Use box breathing to help calm you in stressful moments. Begin with an exhale for four seconds. A deep breath in (keep your hand on your stomach and feel it inflate) for four counts shifts our body away from that instinctive fight-or-flight mode. Count to four again as you breathe out, and end with keeping your lungs empty for another four seconds.

Take Responsibility

Only after regulating our body’s natural response to stress can we rationally move on to the second step ­— taking responsibility. I was now ready to look at how I provoked the earlier tirade.

Piecing together the moments before I lashed out at her, I realised I was already biased against her. Earlier, I had walked past her bedroom and noticed the mess inside. How many times did I have to remind her to make her bed every morning?!

(See also: Should Your Kids Share a Bedroom?)

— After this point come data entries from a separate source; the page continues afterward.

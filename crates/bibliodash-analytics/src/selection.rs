//! Current dashboard selection, passed explicitly into every query

use crate::model::Dataset;
use crate::year::YearFilter;

/// What the user has picked: topic, article year, search text, volume year.
///
/// The volume chart has its own year dropdown, independent of the year
/// buttons above the article list.
#[derive(Debug, Clone, PartialEq, Eq)]
pub struct Selection {
    pub topic: String,
    pub year_filter: YearFilter,
    /// Lower-cased search text; blank means no filtering
    pub search_query: String,
    pub volume_year_filter: YearFilter,
}

impl Selection {
    pub fn new(topic: impl Into<String>) -> Self {
        Self {
            topic: topic.into(),
            year_filter: YearFilter::All,
            search_query: String::new(),
            volume_year_filter: YearFilter::All,
        }
    }

    /// Start-up selection: `preferred` when the dataset has it, else the first topic.
    pub fn initial(dataset: &Dataset, preferred: Option<&str>) -> Self {
        let topic = match preferred {
            Some(topic) if dataset.contains(topic) => topic,
            Some(topic) => {
                log::warn!("default topic {topic:?} not in dataset, using the first topic");
                dataset.first_topic().unwrap_or_default()
            }
            None => dataset.first_topic().unwrap_or_default(),
        };
        Self::new(topic)
    }

    pub fn with_year_filter(mut self, filter: YearFilter) -> Self {
        self.year_filter = filter;
        self
    }

    pub fn with_search(mut self, query: &str) -> Self {
        self.search_query = query.to_lowercase();
        self
    }

    pub fn with_volume_year_filter(mut self, filter: YearFilter) -> Self {
        self.volume_year_filter = filter;
        self
    }
}
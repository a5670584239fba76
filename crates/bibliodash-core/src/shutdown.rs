//! Graceful shutdown support via atomic flag

use std::sync::atomic::{AtomicBool, Ordering};

/// Global shutdown flag, set by the SIGTERM/SIGINT handler
fn shutdown_flag() -> &'static AtomicBool {
    static FLAG: AtomicBool = AtomicBool::new(false);
    &FLAG
}

/// Check if shutdown was requested
pub fn is_shutdown_requested() -> bool {
    shutdown_flag().load(Ordering::Relaxed)
}

/// Request shutdown (for signal handlers)
pub fn request_shutdown() {
    shutdown_flag().store(true, Ordering::Relaxed);
}

/// Route SIGINT/SIGTERM to the shutdown flag.
///
/// First signal sets the flag, which long-running commands poll between units
/// of work. A second signal exits immediately with status 130.
pub fn install_signal_handlers() -> std::io::Result<()> {
    for signal in [signal_hook::consts::SIGINT, signal_hook::consts::SIGTERM] {
        // SAFETY: AtomicBool::swap and process::exit are async-signal-safe
        unsafe {
            signal_hook::low_level::register(signal, || {
                if shutdown_flag().swap(true, Ordering::Relaxed) {
                    std::process::exit(130);
                }
            })?;
        }
    }
    Ok(())
}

It went downhill from there. No empty bowl in the sink meant she did not prepare breakfast for her younger sibling. Leaving her half-empty glass of milk on the dining table was further damning evidence of her irresponsible actions. The final straw was the moment she told her little brother, “No!” instead of being kind.

Then it hit me. It wasn’t her at all; I had been sabotaged!

Meet Ms Should and Mr Shouldn’t, the Saboteurs of Expectations. On the opposite side, we have Ms Is and Mr Is Not, the Sages of Experience. (Personifying the saboteurs and sages allows us to detach ourselves and observe them at play.)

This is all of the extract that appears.